Today I’d like to take a brief look at how several orthodontic appliances, and sometimes entire brands, gain a status of notorious gradually becoming an embodiment of poor orthodontic treatment.
A few months ago, a friend of mine, a maxillofacial surgeon, told me: “When I see ***** brackets on the teeth, I’m already prepared to refuse the patient”. I find it an interesting phenomena when a massive marketing – in this case of a popular type of self-ligating brackets – leads to a negative effect. Eventually, an appliance is seen as something off-putting, a warning sign.
The mechanism is pretty clear. When the manufacturers push their claims over the common sense barrier, such exaggerated statements end up appealing only to certain groups of practitioners. Either inexperienced/poorly-trained orthodontists or general dentists. This is how aggressively advertised appliances land in the wrong hands. Fair to say, most of the time it is not the issue with the appliances per se. The issue is simply that good specialists are not buying into unsubstantiated gimmicks and prefer to stay away from the companies with dubious reputations.
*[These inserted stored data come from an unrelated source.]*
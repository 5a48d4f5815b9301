//! Common utilities and shared functionality
//!
//! Configuration loading, collaborator interfaces and the types shared by
//! the engine and the command layer.

pub mod types;
pub mod config;
pub mod traits;
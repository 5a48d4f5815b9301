//! Durable JSON stores with atomic whole-file replacement

use crate::errors::{BotResult, StorageError};
use serde::{de::DeserializeOwned, Serialize};
use std::fs;
use std::io::Write;
use std::marker::PhantomData;
use std::path::{Path, PathBuf};
use tempfile::NamedTempFile;

/// One JSON document holding a single value of `T`.
///
/// Writes go to a temporary file in the same directory which is fsynced and
/// then renamed over the target, so a crash mid-write leaves either the old
/// or the new document on disk.
#[derive(Clone, Debug)]
pub struct JsonStore<T> {
    path: PathBuf,
    _marker: PhantomData<fn() -> T>,
}

impl<T> JsonStore<T>
where
    T: Serialize + DeserializeOwned + Default,
{
    pub fn new<P: AsRef<Path>>(path: P) -> Self {
        Self {
            path: path.as_ref().to_path_buf(),
            _marker: PhantomData,
        }
    }

    pub fn path(&self) -> &Path {
        &self.path
    }

    /// Read the stored value, or `T::default()` when absent or malformed
    pub fn load_or_default(&self) -> T {
        match self.load() {
            Ok(Some(value)) => value,
            Ok(None) => {
                tracing::debug!(path = %self.path.display(), "Store absent, starting empty");
                T::default()
            }
            Err(e) => {
                tracing::warn!(path = %self.path.display(), error = %e, "Store unreadable, starting empty");
                T::default()
            }
        }
    }

    /// Read the stored value; `Ok(None)` if the file does not exist
    pub fn load(&self) -> BotResult<Option<T>> {
        let bytes = match fs::read(&self.path) {
            Ok(bytes) => bytes,
            Err(e) if e.kind() == std::io::ErrorKind::NotFound => return Ok(None),
            Err(e) => {
                return Err(StorageError::ReadFailed(format!("{}: {}", self.path.display(), e)).into())
            }
        };

        let value = serde_json::from_slice(&bytes).map_err(|e| {
            StorageError::CorruptedData(format!("{}: {}", self.path.display(), e))
        })?;

        Ok(Some(value))
    }

    /// Atomically replace the stored value
    pub fn save(&self, value: &T) -> BotResult<()> {
        let dir = match self.path.parent() {
            Some(parent) if !parent.as_os_str().is_empty() => parent.to_path_buf(),
            _ => PathBuf::from("."),
        };
        fs::create_dir_all(&dir)?;

        let bytes = serde_json::to_vec_pretty(value).map_err(|e| {
            StorageError::WriteFailed(format!("Failed to encode {}: {}", self.path.display(), e))
        })?;

        let mut tmp = NamedTempFile::new_in(&dir)?;
        tmp.write_all(&bytes)?;
        tmp.as_file().sync_all()?;
        tmp.persist(&self.path).map_err(|e| {
            StorageError::WriteFailed(format!("Failed to replace {}: {}", self.path.display(), e.error))
        })?;

        Ok(())
    }
}

#[cfg(test)]
mod tests {
    use super::*;
    use std::collections::HashMap;
    use tempfile::TempDir;

    #[test]
    fn test_missing_file_reads_default() {
        let dir = TempDir::new().unwrap();
        let store: JsonStore<HashMap<String, u64>> = JsonStore::new(dir.path().join("money.json"));

        assert!(store.load().unwrap().is_none());
        assert!(store.load_or_default().is_empty());
    }

    #[test]
    fn test_corrupt_file_reads_default() {
        let dir = TempDir::new().unwrap();
        let path = dir.path().join("giveaway.json");
        fs::write(&path, b"[\"alice\", ").unwrap();

        let store: JsonStore<Vec<String>> = JsonStore::new(&path);
        assert!(matches!(
            store.load(),
            Err(crate::errors::BotError::Storage(StorageError::CorruptedData(_)))
        ));
        assert!(store.load_or_default().is_empty());
    }

    #[test]
    fn test_save_replaces_whole_document() {
        let dir = TempDir::new().unwrap();
        let store: JsonStore<Vec<String>> = JsonStore::new(dir.path().join("nested/entries.json"));

        store.save(&vec!["alice".to_string(), "alice".to_string(), "bob".to_string()]).unwrap();
        store.save(&vec!["carol".to_string()]).unwrap();

        assert_eq!(store.load_or_default(), vec!["carol".to_string()]);

        // no temp files left behind next to the target
        let leftovers = fs::read_dir(dir.path().join("nested")).unwrap().count();
        assert_eq!(leftovers, 1);
    }

    #[test]
    fn test_scalar_store() {
        let dir = TempDir::new().unwrap();
        let store: JsonStore<u8> = JsonStore::new(dir.path().join("bullet.json"));

        assert_eq!(store.load_or_default(), 0);
        store.save(&4).unwrap();
        assert_eq!(store.load_or_default(), 4);
    }
}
Personally, I have my own collection of transferred cases that all had a specific type of brackets and looked alike: severe dental protrusion and a wrong bracket positioning facilitating a plaque accumulation. I know the brand has been heavily advertised in my area over the past few years. Among other claims, it was proposed that extractions is a mean of the past (the claim used for over a century), and that the extra-wide wires are a revolutionary orthodontic technology. As with most revolutions, they are done by the hands of an uneducated mob and cause a terrible mess…
I find it ironic how an obtrusive propaganda from the manufacturers inadvertently leads to a stigma around, at times, rather useful appliances. Isn’t it a good old story of the fisherman’s wife who was so insatiable with her greed that finally has been left with nothing but her old, dirty hovel?
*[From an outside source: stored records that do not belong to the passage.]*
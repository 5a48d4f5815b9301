//! Configuration management with validation and defaults
//!
//! One TOML document, one section per concern. Every timing constant of the
//! games lives here so tests can shrink them.

use serde::{Deserialize, Serialize};
use std::collections::HashMap;
use std::path::PathBuf;
use std::time::Duration;

/// Complete bot configuration
#[derive(Clone, Debug, Default, Serialize, Deserialize)]
#[serde(default)]
pub struct BotConfig {
    pub channel: ChannelConfig,
    pub economy: EconomyConfig,
    pub roulette: RouletteConfig,
    pub giveaway: GiveawayConfig,
    pub cooldowns: CooldownConfig,
    pub storage: StorageConfig,
    pub logging: LoggingConfig,
    pub console: ConsoleConfig,
}

/// Channel identity and command syntax
#[derive(Clone, Debug, Serialize, Deserialize)]
#[serde(default)]
pub struct ChannelConfig {
    pub channel_name: String,
    pub bot_nick: String,
    pub command_prefix: String,
    /// The identity that can never be penalized by the roulette game
    pub broadcaster_id: String,
    pub moderator_id: String,
    /// Offset used by the `time` command
    pub utc_offset_hours: i32,
}

impl Default for ChannelConfig {
    fn default() -> Self {
        Self {
            channel_name: "urxi_".to_string(),
            bot_nick: "Urxi_".to_string(),
            command_prefix: "!".to_string(),
            broadcaster_id: "1034744882".to_string(),
            moderator_id: String::new(),
            utc_offset_hours: 7,
        }
    }
}

/// Currency and wager settings
#[derive(Clone, Debug, Serialize, Deserialize)]
#[serde(default)]
pub struct EconomyConfig {
    pub starting_balance: u64,
    pub wager_timeout_seconds: u64,
    pub bet_cooldown_seconds: u64,
}

impl Default for EconomyConfig {
    fn default() -> Self {
        Self {
            starting_balance: 1000,
            wager_timeout_seconds: 30,
            bet_cooldown_seconds: 30,
        }
    }
}

/// Elimination game pacing and penalty
#[derive(Clone, Debug, Serialize, Deserialize)]
#[serde(default)]
pub struct RouletteConfig {
    pub chambers: u8,
    pub turn_delay_ms: u64,
    pub reveal_delay_ms: u64,
    pub penalty_seconds: u64,
    pub prop_source: String,
    pub prop_duration_ms: u64,
    pub penalty_reason: String,
    pub redirected_penalty_reason: String,
}

impl Default for RouletteConfig {
    fn default() -> Self {
        Self {
            chambers: 6,
            turn_delay_ms: 4_000,
            reveal_delay_ms: 10_000,
            penalty_seconds: 120,
            prop_source: "gun".to_string(),
            prop_duration_ms: 10_000,
            penalty_reason: "Lost in Russian Roulette game".to_string(),
            redirected_penalty_reason: "Lost in Russian Roulette game impossible to win".to_string(),
        }
    }
}

/// Giveaway presentation
#[derive(Clone, Debug, Serialize, Deserialize)]
#[serde(default)]
pub struct GiveawayConfig {
    pub wheel_source: String,
    pub wheel_duration_ms: u64,
    /// Entries granted to privileged viewers
    pub privileged_weight: usize,
}

impl Default for GiveawayConfig {
    fn default() -> Self {
        Self {
            wheel_source: "wheel".to_string(),
            wheel_duration_ms: 20_000,
            privileged_weight: 2,
        }
    }
}

/// Per-user cooldowns for chatter commands and keyword triggers
#[derive(Clone, Debug, Serialize, Deserialize)]
#[serde(default)]
pub struct CooldownConfig {
    pub keyword_seconds: u64,
    pub hit_seconds: u64,
    /// Message prefix -> counter name
    pub counter_triggers: HashMap<String, String>,
    /// Whole message -> counter name
    pub counter_exact_triggers: HashMap<String, String>,
}

impl Default for CooldownConfig {
    fn default() -> Self {
        let mut counter_triggers = HashMap::new();
        counter_triggers.insert("คม".to_string(), "sharp".to_string());
        counter_triggers.insert("159743568".to_string(), "cute".to_string());
        let mut counter_exact_triggers = HashMap::new();
        counter_exact_triggers.insert("ns".to_string(), "sharp".to_string());
        Self {
            keyword_seconds: 10,
            hit_seconds: 10,
            counter_triggers,
            counter_exact_triggers,
        }
    }
}

/// Durable store locations
#[derive(Clone, Debug, Serialize, Deserialize)]
#[serde(default)]
pub struct StorageConfig {
    pub data_directory: PathBuf,
    pub balances_file: String,
    pub entries_file: String,
    pub counters_file: String,
    pub commands_file: String,
    pub menu_file: String,
    pub bullet_file: String,
    pub winner_file: String,
}

impl Default for StorageConfig {
    fn default() -> Self {
        Self {
            data_directory: PathBuf::from("./data"),
            balances_file: "money.json".to_string(),
            entries_file: "giveaway.json".to_string(),
            counters_file: "counters.json".to_string(),
            commands_file: "commands.json".to_string(),
            menu_file: "food.json".to_string(),
            bullet_file: "bullet.json".to_string(),
            winner_file: "winner.json".to_string(),
        }
    }
}

impl StorageConfig {
    pub fn path_of(&self, file: &str) -> PathBuf {
        self.data_directory.join(file)
    }
}

#[derive(Clone, Debug, Serialize, Deserialize, PartialEq, Eq)]
#[serde(rename_all = "lowercase")]
pub enum LogFormat {
    Human,
    Json,
}

/// Logging output
#[derive(Clone, Debug, Serialize, Deserialize)]
#[serde(default)]
pub struct LoggingConfig {
    pub level: String,
    pub format: LogFormat,
    pub file: Option<PathBuf>,
}

impl Default for LoggingConfig {
    fn default() -> Self {
        Self {
            level: "info".to_string(),
            format: LogFormat::Human,
            file: None,
        }
    }
}

/// Local collaborators used by the console transport
#[derive(Clone, Debug, Default, Serialize, Deserialize)]
#[serde(default)]
pub struct ConsoleConfig {
    /// login name -> user id
    pub directory: HashMap<String, String>,
    pub privileged_viewers: Vec<String>,
    pub moderators: Vec<String>,
    /// stream category name -> category id
    pub categories: HashMap<String, String>,
}

impl BotConfig {
    /// Configuration for live streams with on-disk stores under `./data`
    pub fn production() -> Self {
        Self {
            logging: LoggingConfig {
                file: Some(PathBuf::from("bot.log")),
                ..Default::default()
            },
            ..Default::default()
        }
    }

    /// Configuration with millisecond pacing for tests
    pub fn testing(data_directory: impl Into<PathBuf>) -> Self {
        Self {
            roulette: RouletteConfig {
                turn_delay_ms: 4,
                reveal_delay_ms: 10,
                prop_duration_ms: 10,
                ..Default::default()
            },
            giveaway: GiveawayConfig {
                wheel_duration_ms: 20,
                ..Default::default()
            },
            storage: StorageConfig {
                data_directory: data_directory.into(),
                ..Default::default()
            },
            ..Default::default()
        }
    }

    /// Validate configuration for logical consistency
    pub fn validate(&self) -> Result<(), ConfigValidationError> {
        if self.channel.broadcaster_id.trim().is_empty() {
            return Err(ConfigValidationError::MissingRequired(
                "channel.broadcaster_id".to_string()
            ));
        }

        if self.channel.command_prefix.is_empty() {
            return Err(ConfigValidationError::MissingRequired(
                "channel.command_prefix".to_string()
            ));
        }

        if !(-12..=14).contains(&self.channel.utc_offset_hours) {
            return Err(ConfigValidationError::InvalidValue(
                "channel.utc_offset_hours must be within -12..=14".to_string()
            ));
        }

        if self.economy.starting_balance == 0 {
            return Err(ConfigValidationError::InvalidValue(
                "economy.starting_balance must be > 0".to_string()
            ));
        }

        if self.economy.wager_timeout_seconds == 0 {
            return Err(ConfigValidationError::InvalidValue(
                "economy.wager_timeout_seconds must be > 0".to_string()
            ));
        }

        if self.roulette.chambers == 0 {
            return Err(ConfigValidationError::InvalidValue(
                "roulette.chambers must be > 0".to_string()
            ));
        }

        if self.roulette.turn_delay_ms == 0 || self.roulette.reveal_delay_ms == 0 {
            return Err(ConfigValidationError::InvalidValue(
                "roulette turn and reveal delays must be > 0".to_string()
            ));
        }

        if self.roulette.penalty_seconds == 0 {
            return Err(ConfigValidationError::InvalidValue(
                "roulette.penalty_seconds must be > 0".to_string()
            ));
        }

        if self.giveaway.privileged_weight == 0 {
            return Err(ConfigValidationError::InvalidValue(
                "giveaway.privileged_weight must be > 0".to_string()
            ));
        }

        Ok(())
    }

    pub fn wager_timeout(&self) -> Duration {
        Duration::from_secs(self.economy.wager_timeout_seconds)
    }

    pub fn turn_delay(&self) -> Duration {
        Duration::from_millis(self.roulette.turn_delay_ms)
    }

    pub fn reveal_delay(&self) -> Duration {
        Duration::from_millis(self.roulette.reveal_delay_ms)
    }

    pub fn penalty_duration(&self) -> Duration {
        Duration::from_secs(self.roulette.penalty_seconds)
    }

    pub fn prop_duration(&self) -> Duration {
        Duration::from_millis(self.roulette.prop_duration_ms)
    }

    pub fn wheel_duration(&self) -> Duration {
        Duration::from_millis(self.giveaway.wheel_duration_ms)
    }
}

/// Configuration validation errors
#[derive(Debug, Clone)]
pub enum ConfigValidationError {
    InvalidValue(String),
    MissingRequired(String),
}

impl std::fmt::Display for ConfigValidationError {
    fn fmt(&self, f: &mut std::fmt::Formatter<'_>) -> std::fmt::Result {
        match self {
            ConfigValidationError::InvalidValue(msg) => write!(f, "Invalid configuration value: {}", msg),
            ConfigValidationError::MissingRequired(msg) => write!(f, "Missing required configuration: {}", msg),
        }
    }
}

impl std::error::Error for ConfigValidationError {}

#[cfg(test)]
mod tests {
    use super::*;

    #[test]
    fn test_default_config_is_valid() {
        let config = BotConfig::default();
        assert!(config.validate().is_ok());
    }

    #[test]
    fn test_presets_are_valid() {
        assert!(BotConfig::production().validate().is_ok());
        assert!(BotConfig::testing("/tmp/chatplay").validate().is_ok());
    }

    #[test]
    fn test_missing_broadcaster_is_rejected() {
        let mut config = BotConfig::default();
        config.channel.broadcaster_id = "  ".to_string();
        assert!(matches!(
            config.validate(),
            Err(ConfigValidationError::MissingRequired(_))
        ));
    }

    #[test]
    fn test_zero_chambers_is_rejected() {
        let mut config = BotConfig::default();
        config.roulette.chambers = 0;
        assert!(config.validate().is_err());
    }

    #[test]
    fn test_duration_conversions() {
        let config = BotConfig::default();
        assert_eq!(config.wager_timeout(), Duration::from_secs(30));
        assert_eq!(config.turn_delay(), Duration::from_secs(4));
        assert_eq!(config.reveal_delay(), Duration::from_secs(10));
        assert_eq!(config.penalty_duration(), Duration::from_secs(120));
        assert_eq!(config.prop_duration(), Duration::from_secs(10));
        assert_eq!(config.wheel_duration(), Duration::from_secs(20));
    }

    #[test]
    fn test_partial_toml_fills_defaults() {
        let config: BotConfig = toml::from_str(
            r#"
            [economy]
            starting_balance = 500
            "#,
        )
        .unwrap();
        assert_eq!(config.economy.starting_balance, 500);
        assert_eq!(config.economy.wager_timeout_seconds, 30);
        assert_eq!(config.roulette.chambers, 6);
    }
}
[…] One may question the choice of the hashtags used in the study. But the authors justified it on the basis of the recent prominence and promotion of these products. I think it is a feasible choice. These appliances are really quite aggressively advertised nowadays. To the point of becoming Pariah appliances. […]
In the right hands most modern bracket systems can produce good results. “Uneducated mob” is probably the reason you associate these brackets with bad treatment.
One can argue that the manufacturer should not make unsubstantiated claims.
Same goes for aligner treatment.
Hi Roelof! No doubt about that, all brackets can yield good results. Diagnosis and treatment planning is the key.